毎月変化しながら、落ち着いていく子ども達の姿に安心して見ていられる。思い返せば、1学期は年少児も母子分離から始まる新生活で泣いており不慣れな体育館に移動しての集会。学年毎に贈る月の歌のプレゼントも歌詞が短く1番のみからスタート。また全体で歌うお誕生日の歌もあり、年少児にとっては何かと覚える事が多く精一杯だ。
更に誕生者はステージに上がり、「ぼく(わたし)は、〇組(クラス)○○です。(名前)」とマイクを通して発表すると、ステージ下の子ども達全員が「イェーイ!」とこぶしを上げジャンプしながら、誕生者を祝ってたたえる。注目される事が苦手だったり、緊張派、慎重派の子どもにとっては少々苦痛な事…。「行きたくない。」「嫌だ。」など随分前からプレッシャーとなり、熱心に家庭でも練習をする子もいるようだ。しかし、入場時のBGMと共に、気持ちが和らぐ子もいれば、ステージに立つ大仕事があるが故にガチガチな表情で入場する子もいる。そんな思いを抱き、無事乗り越えると、担任や他職員に「おめでとう!」「上手だったネ!」「頑張ったヨ!」と褒められ嬉しそう。しかし、たとえ言えなかったとしても、1年ないし2年先には堂々とたくましい顔で、言える様になっていく。
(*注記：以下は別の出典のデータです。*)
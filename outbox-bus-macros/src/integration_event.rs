use crate::utils::apply_derives;
use proc_macro::TokenStream;
use proc_macro2::TokenStream as TokenStream2;
use quote::quote;
use syn::punctuated::Punctuated;
use syn::spanned::Spanned;
use syn::{
    Expr, Ident, Item, ItemEnum, ItemStruct, LitStr, Result, Token, parse::Parse,
    parse::ParseStream, parse_macro_input,
};

/// #[integration_event] 宏实现
/// - 结构体：`topic` 必填，`event_type` 缺省为结构体名，`payload` 缺省为 `Self`
/// - 枚举：仅接受 `topic`，变体级 `#[event(event_type = "...")]` 覆写事件类型
pub(crate) fn expand(attr: TokenStream, item: TokenStream) -> TokenStream {
    let cfg = parse_macro_input!(attr as EventAttrConfig);
    let input = parse_macro_input!(item as Item);

    let result = match input {
        Item::Struct(st) => expand_struct(cfg, st),
        Item::Enum(en) => expand_enum(cfg, en),
        other => Err(syn::Error::new(
            other.span(),
            "#[integration_event] can only be used on struct or enum types",
        )),
    };

    result.unwrap_or_else(|err| err.to_compile_error()).into()
}

fn required_derives() -> Vec<syn::Path> {
    vec![
        syn::parse_quote!(Debug),
        syn::parse_quote!(Clone),
        syn::parse_quote!(serde::Serialize),
        syn::parse_quote!(serde::Deserialize),
    ]
}

fn expand_struct(cfg: EventAttrConfig, mut st: ItemStruct) -> Result<TokenStream2> {
    let topic = cfg.require_topic(&st.ident)?;
    let event_type = cfg
        .event_type
        .unwrap_or_else(|| LitStr::new(&st.ident.to_string(), st.ident.span()));

    // payload 字段：仅支持具名字段
    let payload = match &cfg.payload {
        None => None,
        Some(name) => {
            let syn::Fields::Named(fields) = &st.fields else {
                return Err(syn::Error::new(
                    name.span(),
                    "'payload' requires a struct with named fields",
                ));
            };
            let field = fields
                .named
                .iter()
                .find(|f| f.ident.as_ref() == Some(name))
                .ok_or_else(|| {
                    syn::Error::new(name.span(), format!("no field named '{name}' on this struct"))
                })?;
            Some((name.clone(), field.ty.clone()))
        }
    };

    apply_derives(&mut st.attrs, required_derives());

    let ident = &st.ident;
    let (impl_generics, ty_generics, where_clause) = st.generics.split_for_impl();

    let (payload_ty, payload_expr) = match payload {
        Some((name, ty)) => (quote! { #ty }, quote! { &self.#name }),
        None => (quote! { Self }, quote! { self }),
    };

    Ok(quote! {
        #st

        impl #impl_generics #ident #ty_generics #where_clause {
            pub const TOPIC: &'static str = #topic;
            pub const EVENT_TYPE: &'static str = #event_type;
        }

        impl #impl_generics ::outbox_bus::event::Event for #ident #ty_generics #where_clause {
            type Payload = #payload_ty;

            fn event_type(&self) -> &str { #event_type }
            fn topic(&self) -> &str { #topic }
            fn payload(&self) -> &Self::Payload { #payload_expr }
        }
    })
}

fn expand_enum(cfg: EventAttrConfig, mut en: ItemEnum) -> Result<TokenStream2> {
    let topic = cfg.require_topic(&en.ident)?;
    if let Some(lit) = &cfg.event_type {
        return Err(syn::Error::new(
            lit.span(),
            "'event_type' is set per variant on enums; use #[event(event_type = ...)]",
        ));
    }
    if let Some(name) = &cfg.payload {
        return Err(syn::Error::new(
            name.span(),
            "'payload' is not supported on enums",
        ));
    }
    if en.variants.is_empty() {
        return Err(syn::Error::new(
            en.ident.span(),
            "#[integration_event] requires at least one variant",
        ));
    }

    apply_derives(&mut en.attrs, required_derives());

    let enum_name = en.ident.to_string();
    let mut type_arms = Vec::with_capacity(en.variants.len());

    for v in &mut en.variants {
        let mut retained = Vec::with_capacity(v.attrs.len());
        let mut type_lit: Option<LitStr> = None;

        for attr in &v.attrs {
            if !attr.path().is_ident("event") {
                retained.push(attr.clone());
                continue;
            }
            let lit = parse_variant_event_attr(attr)?;
            if type_lit.replace(lit).is_some() {
                return Err(syn::Error::new(
                    attr.span(),
                    "duplicate 'event_type' specified for this variant",
                ));
            }
        }
        v.attrs = retained;

        let v_ident = &v.ident;
        let lit = type_lit
            .unwrap_or_else(|| LitStr::new(&format!("{enum_name}.{v_ident}"), v_ident.span()));
        type_arms.push(quote! { Self::#v_ident { .. } => #lit });
    }

    let ident = &en.ident;
    let (impl_generics, ty_generics, where_clause) = en.generics.split_for_impl();

    Ok(quote! {
        #en

        impl #impl_generics #ident #ty_generics #where_clause {
            pub const TOPIC: &'static str = #topic;
        }

        impl #impl_generics ::outbox_bus::event::Event for #ident #ty_generics #where_clause {
            type Payload = Self;

            fn event_type(&self) -> &str {
                match self { #( #type_arms, )* }
            }
            fn topic(&self) -> &str { #topic }
            fn payload(&self) -> &Self::Payload { self }
        }
    })
}

// -------- parsing --------

fn parse_variant_event_attr(attr: &syn::Attribute) -> Result<LitStr> {
    let pairs = attr.parse_args_with(Punctuated::<AttrKv, Token![,]>::parse_terminated)?;

    let mut ty: Option<LitStr> = None;
    for kv in pairs {
        match kv.key.to_string().as_str() {
            "event_type" => {
                if ty.is_some() {
                    return Err(syn::Error::new(
                        kv.key.span(),
                        "duplicate key 'event_type' in attribute",
                    ));
                }
                ty = Some(kv.lit_str()?);
            }
            _ => {
                return Err(syn::Error::new(
                    kv.key.span(),
                    "unknown key; expected 'event_type'",
                ));
            }
        }
    }

    ty.ok_or_else(|| syn::Error::new(attr.span(), "expected #[event(event_type = \"...\")]"))
}

struct AttrKv {
    key: Ident,
    value: Expr,
}

impl AttrKv {
    fn lit_str(self) -> Result<LitStr> {
        match self.value {
            Expr::Lit(syn::ExprLit {
                lit: syn::Lit::Str(lit),
                ..
            }) => Ok(lit),
            other => Err(syn::Error::new(
                other.span(),
                format!("expected string literal for '{}'", self.key),
            )),
        }
    }

    fn ident(self) -> Result<Ident> {
        match self.value {
            Expr::Path(p) if p.path.segments.len() == 1 && p.qself.is_none() => {
                Ok(p.path.segments[0].ident.clone())
            }
            other => Err(syn::Error::new(
                other.span(),
                format!("expected a field name for '{}'", self.key),
            )),
        }
    }
}

impl Parse for AttrKv {
    fn parse(input: ParseStream) -> Result<Self> {
        let key: Ident = input.parse()?;
        let _eq: Token![=] = input.parse()?;
        let value: Expr = input.parse()?;
        Ok(Self { key, value })
    }
}

// 宏参数：topic = "..."、event_type = "..."、payload = field
struct EventAttrConfig {
    topic: Option<LitStr>,
    event_type: Option<LitStr>,
    payload: Option<Ident>,
}

impl EventAttrConfig {
    fn require_topic(&self, target: &Ident) -> Result<LitStr> {
        match &self.topic {
            Some(lit) if lit.value().trim().is_empty() => {
                Err(syn::Error::new(lit.span(), "'topic' must not be empty"))
            }
            Some(lit) => Ok(lit.clone()),
            None => Err(syn::Error::new(
                target.span(),
                "missing required key 'topic', e.g. #[integration_event(topic = \"orders\")]",
            )),
        }
    }
}

impl Parse for EventAttrConfig {
    fn parse(input: ParseStream) -> Result<Self> {
        let mut cfg = Self {
            topic: None,
            event_type: None,
            payload: None,
        };

        let pairs = Punctuated::<AttrKv, Token![,]>::parse_terminated(input)?;
        for kv in pairs {
            let key = kv.key.clone();
            let duplicate = match key.to_string().as_str() {
                "topic" => cfg.topic.replace(kv.lit_str()?).is_some(),
                "event_type" => cfg.event_type.replace(kv.lit_str()?).is_some(),
                "payload" => cfg.payload.replace(kv.ident()?).is_some(),
                _ => {
                    return Err(syn::Error::new(
                        key.span(),
                        "unknown key; expected 'topic' | 'event_type' | 'payload'",
                    ));
                }
            };
            if duplicate {
                return Err(syn::Error::new(
                    key.span(),
                    format!("duplicate key '{key}' in attribute"),
                ));
            }
        }

        Ok(cfg)
    }
}
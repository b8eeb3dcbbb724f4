//! Outbox 发布器（OutboxPublisher）
//!
//! 单个后台任务按固定间隔轮询待发布行，逐行经 `RawPublisher` 原样转发：
//! - 成功：尝试次数 +1 并写入 `published_at`；
//! - 失败：仅尝试次数 +1，下个周期重试；
//! - 取消：当前周期立即停止，剩余行保持不变。
//!
use super::record::OutboxEvent;
use super::store::OutboxStore;
use crate::error::{OutboxError, OutboxResult};
use crate::eventing::RawPublisher;
use chrono::Utc;
use serde::{Deserialize, Serialize};
use std::sync::{Arc, Mutex, MutexGuard, PoisonError};
use std::time::Duration;
use tokio::task::JoinHandle;
use tokio::time::{self, MissedTickBehavior};
use tokio_util::sync::CancellationToken;
use tracing::{debug, error, info, instrument, warn};

/// 发布器配置
#[derive(Debug, Clone, PartialEq, Eq, Serialize, Deserialize)]
#[serde(default)]
pub struct PublisherConfig {
    /// 轮询间隔（配置文件中以毫秒表示）
    #[serde(rename = "process_interval_ms", with = "duration_millis")]
    pub process_interval: Duration,
    /// 每个周期最多取出的行数
    pub batch_size: usize,
    /// 尝试次数上限；达到后该行不再被轮询。`None` 表示无限重试
    pub max_attempts: Option<i32>,
    /// 已发布行的保留时长；`None` 表示从不删除
    #[serde(rename = "retention_ms", with = "option_duration_millis")]
    pub retention: Option<Duration>,
}

impl Default for PublisherConfig {
    fn default() -> Self {
        Self {
            process_interval: Duration::from_secs(5),
            batch_size: 100,
            max_attempts: None,
            retention: None,
        }
    }
}

impl PublisherConfig {
    pub fn validate(&self) -> OutboxResult<()> {
        if self.process_interval.is_zero() {
            return Err(OutboxError::invalid_argument(
                "process_interval must be greater than zero",
            ));
        }
        if self.batch_size == 0 {
            return Err(OutboxError::invalid_argument(
                "batch_size must be greater than zero",
            ));
        }
        if let Some(max) = self.max_attempts
            && max <= 0
        {
            return Err(OutboxError::invalid_argument(
                "max_attempts must be greater than zero",
            ));
        }
        Ok(())
    }
}

/// 单个轮询周期的统计
#[derive(Debug, Clone, Copy, Default, PartialEq, Eq)]
pub struct CycleReport {
    pub fetched: usize,
    pub published: usize,
    pub failed: usize,
    /// 因取消而未处理的行
    pub skipped: usize,
}

struct Relay {
    store: Arc<dyn OutboxStore>,
    publisher: Arc<dyn RawPublisher>,
    config: PublisherConfig,
}

struct RunHandle {
    token: CancellationToken,
    task: JoinHandle<()>,
}

/// Outbox 发布器
pub struct OutboxPublisher {
    relay: Arc<Relay>,
    running: Mutex<Option<RunHandle>>,
}

impl OutboxPublisher {
    pub fn new(
        store: Arc<dyn OutboxStore>,
        publisher: Arc<dyn RawPublisher>,
        config: PublisherConfig,
    ) -> Self {
        Self {
            relay: Arc::new(Relay {
                store,
                publisher,
                config,
            }),
            running: Mutex::new(None),
        }
    }

    pub fn config(&self) -> &PublisherConfig {
        &self.relay.config
    }

    /// 启动后台轮询；已在运行时返回 `InvalidState`
    pub fn start(&self) -> OutboxResult<()> {
        self.relay.config.validate()?;

        let mut running = self.lock();
        if running.as_ref().is_some_and(|h| !h.task.is_finished()) {
            return Err(OutboxError::invalid_state("outbox publisher already running"));
        }

        let token = CancellationToken::new();
        let task = tokio::spawn(self.relay.clone().run(token.clone()));
        *running = Some(RunHandle { token, task });

        info!(
            interval_ms = self.relay.config.process_interval.as_millis() as u64,
            batch_size = self.relay.config.batch_size,
            "outbox publisher started"
        );
        Ok(())
    }

    /// 取消后台轮询并等待其退出；未运行时直接返回
    pub async fn stop(&self) -> OutboxResult<()> {
        let Some(handle) = self.lock().take() else {
            return Ok(());
        };

        handle.token.cancel();
        handle.task.await.map_err(|err| {
            OutboxError::invalid_state(format!("outbox publisher loop aborted: {err}"))
        })?;

        info!("outbox publisher stopped");
        Ok(())
    }

    pub fn is_running(&self) -> bool {
        self.lock()
            .as_ref()
            .is_some_and(|h| !h.task.is_finished())
    }

    /// 执行一个轮询周期
    pub async fn process_outbox(&self, token: &CancellationToken) -> OutboxResult<CycleReport> {
        self.relay.process_outbox(token).await
    }

    fn lock(&self) -> MutexGuard<'_, Option<RunHandle>> {
        self.running.lock().unwrap_or_else(PoisonError::into_inner)
    }
}

impl Drop for OutboxPublisher {
    fn drop(&mut self) {
        let running = self
            .running
            .get_mut()
            .unwrap_or_else(PoisonError::into_inner);
        if let Some(handle) = running.take() {
            handle.token.cancel();
        }
    }
}

impl Relay {
    async fn run(self: Arc<Self>, token: CancellationToken) {
        let mut ticker = time::interval(self.config.process_interval);
        ticker.set_missed_tick_behavior(MissedTickBehavior::Skip);

        loop {
            tokio::select! {
                _ = token.cancelled() => break,
                _ = ticker.tick() => {
                    match self.process_outbox(&token).await {
                        Ok(report) if report.fetched > 0 => debug!(?report, "outbox cycle finished"),
                        Ok(_) => {}
                        Err(err) => error!(error = %err, "outbox cycle failed"),
                    }
                }
            }
        }
    }

    #[instrument(level = "debug", skip_all, err)]
    async fn process_outbox(&self, token: &CancellationToken) -> OutboxResult<CycleReport> {
        let rows = self
            .store
            .fetch_pending(self.config.batch_size, self.config.max_attempts)
            .await?;

        let mut report = CycleReport {
            fetched: rows.len(),
            ..Default::default()
        };

        for (index, row) in rows.into_iter().enumerate() {
            if token.is_cancelled() {
                report.skipped = report.fetched - index;
                info!(skipped = report.skipped, "outbox cycle cancelled");
                return Ok(report);
            }

            if self.relay_row(row).await {
                report.published += 1;
            } else {
                report.failed += 1;
            }
        }

        if let Some(retention) = self.config.retention {
            self.prune(retention).await;
        }

        Ok(report)
    }

    async fn relay_row(&self, mut row: OutboxEvent) -> bool {
        let published = self
            .publisher
            .publish_raw(row.topic(), row.event_type(), row.event_payload())
            .await;

        match published {
            Ok(()) => {
                row.record_published(Utc::now());
                if let Err(err) = self.store.record_published(&row).await {
                    error!(outbox_id = row.id(), error = %err, "failed to mark outbox event published");
                }
                debug!(
                    outbox_id = row.id(),
                    topic = row.topic(),
                    event_type = row.event_type(),
                    "outbox event published"
                );
                true
            }
            Err(err) => {
                row.record_attempt();
                warn!(
                    outbox_id = row.id(),
                    topic = row.topic(),
                    times_attempted = row.times_attempted(),
                    error = %err,
                    "outbox event publish failed"
                );
                if let Some(max) = self.config.max_attempts
                    && row.times_attempted() == max
                {
                    warn!(
                        outbox_id = row.id(),
                        max_attempts = max,
                        "outbox event reached max attempts; no further retries"
                    );
                }
                if let Err(err) = self.store.record_failure(&row).await {
                    error!(outbox_id = row.id(), error = %err, "failed to record outbox attempt");
                }
                false
            }
        }
    }

    async fn prune(&self, retention: Duration) {
        let before = match chrono::Duration::from_std(retention) {
            Ok(retention) => Utc::now() - retention,
            Err(err) => {
                warn!(error = %err, "retention out of range; pruning skipped");
                return;
            }
        };

        match self.store.prune_published(before).await {
            Ok(0) => {}
            Ok(removed) => info!(removed, "pruned published outbox events"),
            Err(err) => warn!(error = %err, "outbox pruning failed"),
        }
    }
}

// Duration 以毫秒整数序列化
mod duration_millis {
    use serde::{Deserialize, Deserializer, Serializer};
    use std::time::Duration;

    pub fn serialize<S>(duration: &Duration, serializer: S) -> Result<S::Ok, S::Error>
    where
        S: Serializer,
    {
        serializer.serialize_u64(duration.as_millis() as u64)
    }

    pub fn deserialize<'de, D>(deserializer: D) -> Result<Duration, D::Error>
    where
        D: Deserializer<'de>,
    {
        let millis = u64::deserialize(deserializer)?;
        Ok(Duration::from_millis(millis))
    }
}

mod option_duration_millis {
    use serde::{Deserialize, Deserializer, Serializer};
    use std::time::Duration;

    pub fn serialize<S>(duration: &Option<Duration>, serializer: S) -> Result<S::Ok, S::Error>
    where
        S: Serializer,
    {
        match duration {
            Some(d) => serializer.serialize_some(&(d.as_millis() as u64)),
            None => serializer.serialize_none(),
        }
    }

    pub fn deserialize<'de, D>(deserializer: D) -> Result<Option<Duration>, D::Error>
    where
        D: Deserializer<'de>,
    {
        let millis = Option::<u64>::deserialize(deserializer)?;
        Ok(millis.map(Duration::from_millis))
    }
}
新クラスがスタートした頃は、旧クラスや同じコース(バス・歩き)の顔見知りの子から、手を振られたり、「おめでとう」とタッチされる姿も今ではクラスの皆から祝ってもらう事も加わって仲間関係の深さが見える。そして、月の歌も歌詞の長い3番まで歌えるまでに成長し、元気一杯の歌声が体育館に響き、とても感動する。季節感のある歌から、子どもが口ずさむ軽快な歌など様々だが、年長児の2月『ありがとうこころをこめて』3月『みんなともだち』は、特に心打つものがあり、園生活の終わりを痛感し、感慨深い。また各月毎に異なるお楽しみは、子ども参加型のゲームや踊り、時には担任同士の競い合いなどを子ども達に応援してもらい、大いに盛り上がっている。何をしても楽しそうな姿となっていき皆で共有している。それも、子どものつながり、担任とのつながりの証しとして表れているのだと思う。残された日々を子どもの心に刻み、楽しいことを充実させ育ち盛りの色々な芽を伸ばせるよう支援していく。